Wiley Coyote said...


Magnets are open to all kids who qualify academically. Some are more popular than others which leads to an waiting list.

Here is the link to CMS' Magnet Website.

Educate yourself.


Anonymous said...

Many magnet programs do not have entrance requirements.

Wiley Coyote said...


My "I don't care how much it costs" statement refers to what the current cost is based on CMS' requirements that parents drop off their kids at drop point to ride to a magnet.

CMS magnets are open to anyone who meets the requrements. Students still have to take all core courses to graduate, therefore if the cost is X, then that's the way it is.

As I stated in another post, take a look at the boundaries for high schools and the distances buses have to travel each day.

The farthest point for Olympic is over 9 miles for those students who have this as a home school.

From my house, I can get to over 15 different magnets within 9 miles of my house so why don't we start charging people who live over 1.5 files to their home school?
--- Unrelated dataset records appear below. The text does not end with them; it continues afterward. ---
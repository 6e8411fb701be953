//! Scripted shopper journeys driven through the dispatcher against the
//! in-memory server.
use anyhow::{Result, bail, ensure};
use kalyzo_storefront::{
    CardFeedback, CatalogEntry, CustomerForm, Dispatcher, Effect, ImageRef, Message, MessageKey,
    MemoryBackend, PurchaseActions, SelectorState, StaticToken, StoreApi, StorefrontConfig,
    ToastKind, UiAction, Variant, VariantId, VariantOption,
};
use std::rc::Rc;

const TOKEN: &str = "kalyzo-tester-token";
const LAMP: u64 = 11;
const CUSHION: u64 = 12;

type ShopDispatcher = Dispatcher<Rc<MemoryBackend>, StaticToken>;

#[derive(Debug, Clone, Copy, PartialEq, Eq)]
pub enum Scenario {
    Smoke,
    Add,
    CardAdd,
    UpdateRemove,
    Clear,
    Checkout,
    CheckoutInvalidForm,
    SoldOut,
    MissingToken,
    NetworkFailure,
}

impl Scenario {
    pub const ALL: [Self; 10] = [
        Self::Smoke,
        Self::Add,
        Self::CardAdd,
        Self::UpdateRemove,
        Self::Clear,
        Self::Checkout,
        Self::CheckoutInvalidForm,
        Self::SoldOut,
        Self::MissingToken,
        Self::NetworkFailure,
    ];

    pub const fn key(self) -> &'static str {
        match self {
            Self::Smoke => "smoke",
            Self::Add => "add",
            Self::CardAdd => "card-add",
            Self::UpdateRemove => "update-remove",
            Self::Clear => "clear",
            Self::Checkout => "checkout",
            Self::CheckoutInvalidForm => "checkout-invalid-form",
            Self::SoldOut => "sold-out",
            Self::MissingToken => "missing-token",
            Self::NetworkFailure => "network-failure",
        }
    }

    pub const fn description(self) -> &'static str {
        match self {
            Self::Smoke => "Counter hydration on page load",
            Self::Add => "Add the selected variant from the product page",
            Self::CardAdd => "Quick add from a product card",
            Self::UpdateRemove => "Change a line quantity, then remove it",
            Self::Clear => "Empty the whole cart",
            Self::Checkout => "Pay on delivery from an empty cart through WhatsApp",
            Self::CheckoutInvalidForm => "Invalid buyer form never reaches the server",
            Self::SoldOut => "Out-of-stock variant cannot be bought",
            Self::MissingToken => "Mutations without an anti-forgery token",
            Self::NetworkFailure => "Transport failure restores the cart line",
        }
    }

    pub fn from_key(key: &str) -> Option<Self> {
        Self::ALL.into_iter().find(|s| s.key() == key)
    }

    pub async fn run(self) -> Result<()> {
        match self {
            Self::Smoke => smoke().await,
            Self::Add => add_selected().await,
            Self::CardAdd => card_add().await,
            Self::UpdateRemove => update_remove().await,
            Self::Clear => clear().await,
            Self::Checkout => checkout().await,
            Self::CheckoutInvalidForm => checkout_invalid_form().await,
            Self::SoldOut => sold_out().await,
            Self::MissingToken => missing_token().await,
            Self::NetworkFailure => network_failure().await,
        }
    }
}

pub fn list_scenarios() -> Vec<(&'static str, &'static str)> {
    Scenario::ALL
        .into_iter()
        .map(|s| (s.key(), s.description()))
        .collect()
}

fn variant(id: u64, stock: i64, color: &str) -> Variant {
    Variant {
        id: VariantId(id),
        main_image: ImageRef {
            url: format!("/media/productos/{id}.webp"),
            alt: String::new(),
        },
        images: Vec::new(),
        price: 129_900.0,
        discount_price: Some(99_900.0),
        discount_percentage: 23,
        stock,
        options: vec![VariantOption {
            option: "Color".to_string(),
            value: color.to_string(),
        }],
    }
}

struct Shop {
    backend: Rc<MemoryBackend>,
    dispatcher: ShopDispatcher,
}

impl Shop {
    fn new() -> Self {
        Self::with_token(StaticToken::new(TOKEN))
    }

    fn with_token(token: StaticToken) -> Self {
        let backend = Rc::new(
            MemoryBackend::new(TOKEN)
                .with_variant(LAMP, CatalogEntry::new("Lámpara Nórdica", 99_900.0, 6))
                .with_variant(CUSHION, CatalogEntry::new("Cojín Boho", 35_000.0, 0)),
        );
        let config = StorefrontConfig::default();
        let api = StoreApi::new(Rc::clone(&backend), token, config.endpoints.clone());
        let selector = SelectorState::new(
            vec![variant(LAMP, 6, "Arena"), variant(CUSHION, 0, "Terracota")],
            Vec::new(),
            Some(VariantId(LAMP)),
            config.max_quantity,
        );
        Self {
            backend,
            dispatcher: Dispatcher::new(api, config, selector),
        }
    }

    async fn run(&self, action: UiAction) -> Vec<Effect> {
        self.dispatcher.dispatch(action).await
    }
}

fn buyer() -> CustomerForm {
    CustomerForm {
        customer_name: "Valentina Gómez".into(),
        customer_phone: "310 555 1234".into(),
        customer_email: "valentina@example.com".into(),
        department: "Cundinamarca".into(),
        city: "Bogotá".into(),
        neighborhood: "Chapinero".into(),
        address: "Calle 63 # 9-20".into(),
        note: String::new(),
    }
}

fn last_counter(effects: &[Effect]) -> Option<u32> {
    effects.iter().rev().find_map(|e| match e {
        Effect::SetCounter(n) => Some(*n),
        _ => None,
    })
}

fn error_toast(effects: &[Effect]) -> Option<&Message> {
    effects
        .iter()
        .filter_map(Effect::toast)
        .find(|t| t.kind == ToastKind::Error)
        .map(|t| &t.message)
}

async fn smoke() -> Result<()> {
    let shop = Shop::new();
    shop.backend.put_in_cart(LAMP, 2);
    let effects = shop
        .run(UiAction::HydrateCounter {
            reopen_cart_panel: false,
        })
        .await;
    ensure!(
        last_counter(&effects) == Some(2),
        "counter not hydrated: {effects:?}"
    );
    ensure!(
        shop.backend.posted_paths().is_empty(),
        "hydration must not mutate the cart"
    );
    Ok(())
}

async fn add_selected() -> Result<()> {
    let shop = Shop::new();
    shop.run(UiAction::SetQuantity(3)).await;
    let effects = shop.run(UiAction::AddSelected).await;
    ensure!(
        shop.backend.cart_quantity(LAMP) == Some(3),
        "expected 3 lamps in cart, got {:?}",
        shop.backend.cart_quantity(LAMP)
    );
    ensure!(last_counter(&effects) == Some(3), "counter not refreshed");
    ensure!(
        effects
            .iter()
            .any(|e| matches!(e, Effect::OpenCartPanel { .. })),
        "cart panel did not open"
    );
    Ok(())
}

async fn card_add() -> Result<()> {
    let shop = Shop::new();
    let effects = shop
        .run(UiAction::AddFromCard {
            variant: VariantId(LAMP),
            product_name: "Lámpara Nórdica".into(),
        })
        .await;
    ensure!(
        shop.backend.posted_paths().len() == 1,
        "card add must post exactly once"
    );
    ensure!(
        effects.contains(&Effect::CardFeedback(VariantId(LAMP), CardFeedback::Done)),
        "card did not show success feedback"
    );
    ensure!(last_counter(&effects) == Some(1), "counter not refreshed");
    Ok(())
}

async fn update_remove() -> Result<()> {
    let shop = Shop::new();
    shop.backend.put_in_cart(LAMP, 1);

    let effects = shop
        .run(UiAction::UpdateLine {
            variant: VariantId(LAMP),
            quantity: 4,
            cart_panel_open: true,
        })
        .await;
    ensure!(shop.backend.cart_quantity(LAMP) == Some(4), "update not applied");
    ensure!(
        effects.iter().any(|e| matches!(
            e,
            Effect::Reload {
                reopen_cart_panel: true,
                ..
            }
        )),
        "reload must reopen the cart panel"
    );

    let before = shop.backend.requests().len();
    let effects = shop
        .run(UiAction::UpdateLine {
            variant: VariantId(LAMP),
            quantity: 0,
            cart_panel_open: true,
        })
        .await;
    ensure!(
        shop.backend.requests().len() == before,
        "quantity below one must be rejected locally"
    );
    ensure!(
        error_toast(&effects) == Some(&Message::Key(MessageKey::QuantityMinimum)),
        "missing minimum quantity notice"
    );

    shop.run(UiAction::RemoveLine {
        variant: VariantId(LAMP),
        cart_panel_open: false,
    })
    .await;
    ensure!(shop.backend.cart_quantity(LAMP).is_none(), "line not removed");
    Ok(())
}

async fn clear() -> Result<()> {
    let shop = Shop::new();
    shop.backend.put_in_cart(LAMP, 2);
    let effects = shop.run(UiAction::ClearCart).await;
    ensure!(shop.backend.cart_count() == 0, "cart not emptied");
    ensure!(
        effects.iter().any(|e| matches!(e, Effect::Reload { .. })),
        "clear must reload the page"
    );
    Ok(())
}

async fn checkout() -> Result<()> {
    let shop = Shop::new();
    let effects = shop.run(UiAction::PayOnDelivery).await;
    ensure!(
        shop.backend.cart_quantity(LAMP) == Some(1),
        "empty cart must receive the selected variant once"
    );
    ensure!(
        effects
            .iter()
            .any(|e| matches!(e, Effect::OpenCheckout { .. })),
        "checkout modal did not open"
    );
    ensure!(
        effects.iter().any(|e| matches!(e, Effect::ShowSummary(s) if !s.is_empty())),
        "summary not shown"
    );

    let effects = shop.run(UiAction::SubmitOrder(buyer())).await;
    let Some(url) = effects.iter().find_map(|e| match e {
        Effect::OpenExternal(url) => Some(url.clone()),
        _ => None,
    }) else {
        bail!("no WhatsApp handoff: {effects:?}");
    };
    ensure!(url.starts_with("https://wa.me/"), "unexpected handoff url {url}");
    ensure!(shop.backend.orders().len() == 1, "order not stored");
    ensure!(shop.backend.cart_count() == 0, "cart not cleared after order");
    ensure!(last_counter(&effects) == Some(0), "counter not reset");
    Ok(())
}

async fn checkout_invalid_form() -> Result<()> {
    let shop = Shop::new();
    shop.backend.put_in_cart(LAMP, 1);
    let form = CustomerForm {
        customer_phone: "12345".into(),
        ..buyer()
    };
    let effects = shop.run(UiAction::SubmitOrder(form)).await;
    ensure!(
        effects.first() == Some(&Effect::ReportFormValidity),
        "invalid form did not report validity: {effects:?}"
    );
    ensure!(
        error_toast(&effects) == Some(&Message::Key(MessageKey::InvalidForm)),
        "invalid form gave no feedback: {effects:?}"
    );
    ensure!(
        shop.backend.posted_paths().is_empty(),
        "invalid form reached the server"
    );
    Ok(())
}

async fn sold_out() -> Result<()> {
    let shop = Shop::new();
    shop.run(UiAction::SelectVariant(VariantId(CUSHION))).await;
    let Some(view) = shop.dispatcher.selector().view() else {
        bail!("no variant selected");
    };
    ensure!(view.actions == PurchaseActions::SoldOut, "variant not sold out");
    ensure!(view.quantities.is_empty(), "sold-out variant offers quantities");

    let effects = shop
        .run(UiAction::AddFromCard {
            variant: VariantId(CUSHION),
            product_name: "Cojín Boho".into(),
        })
        .await;
    match error_toast(&effects) {
        Some(Message::Server(text)) if text.starts_with("Stock insuficiente") => {}
        other => bail!("expected the server stock message, got {other:?}"),
    }
    ensure!(shop.backend.cart_count() == 0, "sold-out item entered the cart");
    Ok(())
}

async fn missing_token() -> Result<()> {
    let shop = Shop::with_token(StaticToken::missing());
    let effects = shop
        .run(UiAction::AddFromCard {
            variant: VariantId(LAMP),
            product_name: "Lámpara Nórdica".into(),
        })
        .await;
    ensure!(
        error_toast(&effects) == Some(&Message::Key(MessageKey::SecurityError)),
        "missing security notice"
    );
    ensure!(
        shop.backend.posted_paths().is_empty(),
        "request sent without a token"
    );
    Ok(())
}

async fn network_failure() -> Result<()> {
    let shop = Shop::new();
    shop.backend.put_in_cart(LAMP, 2);
    shop.backend.fail_next(1);
    let effects = shop
        .run(UiAction::UpdateLine {
            variant: VariantId(LAMP),
            quantity: 3,
            cart_panel_open: false,
        })
        .await;
    ensure!(
        effects.contains(&Effect::RestoreLine(VariantId(LAMP))),
        "line not restored"
    );
    ensure!(
        error_toast(&effects) == Some(&Message::Key(MessageKey::UpdateFailed)),
        "expected the generic update error"
    );
    ensure!(
        shop.backend.cart_quantity(LAMP) == Some(2),
        "failed update changed the cart"
    );
    Ok(())
}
All of you magnet haters get a life. They aren't going anywhere and neither is the transportation to get kids to them.

By the way. How do you propose the 42% of poverty students pay for magnet transportation to a school like Piedmont Middle School? Afterall, low income students get everything for free (even though we can't prove who they are) so someone will pay for them to get there.

Anonymous said...

Get over the magnets and get to work on the Affordable Heathcare Act. (Powerschool) Down for two days. Who needs BYOT when paper is the norm. Gotta love the Pearson model…….buy and kill a working program then force a bill of goods on gullible administrators.

Barb S. said...

CMS magnets are open to anyone who meets the requirements.

Anonymous said...

If CMS sticks with the test-score requirements that are posted on the web site, a whole lot of students could find themselves shut out of IB, math/science and world languages magnets next year.

Those magnets require grade-level scores on end-of-year state exams. In years past, that screened out a relatively small percentage of students who weren't ready to keep up with advanced academic

The whole purpose of the article suggests that there ARE requirements to getting into Magnet schools. I believe that some of the transportation comments on this blog are due to the fact that the complicated Magnet transportation schedule dictates to the rest of the CMS schools the crazy start and end times. That's a fact (Wiley).

Anonymous said...

What the heck is the CMS transformation office?

Anonymous said...

From School Transportation News regarding later high school start times.


Anonymous said...

Good question, 7:42 -- I just got the definition myself. It combines the former magnet, career-tech and virtual learning offices.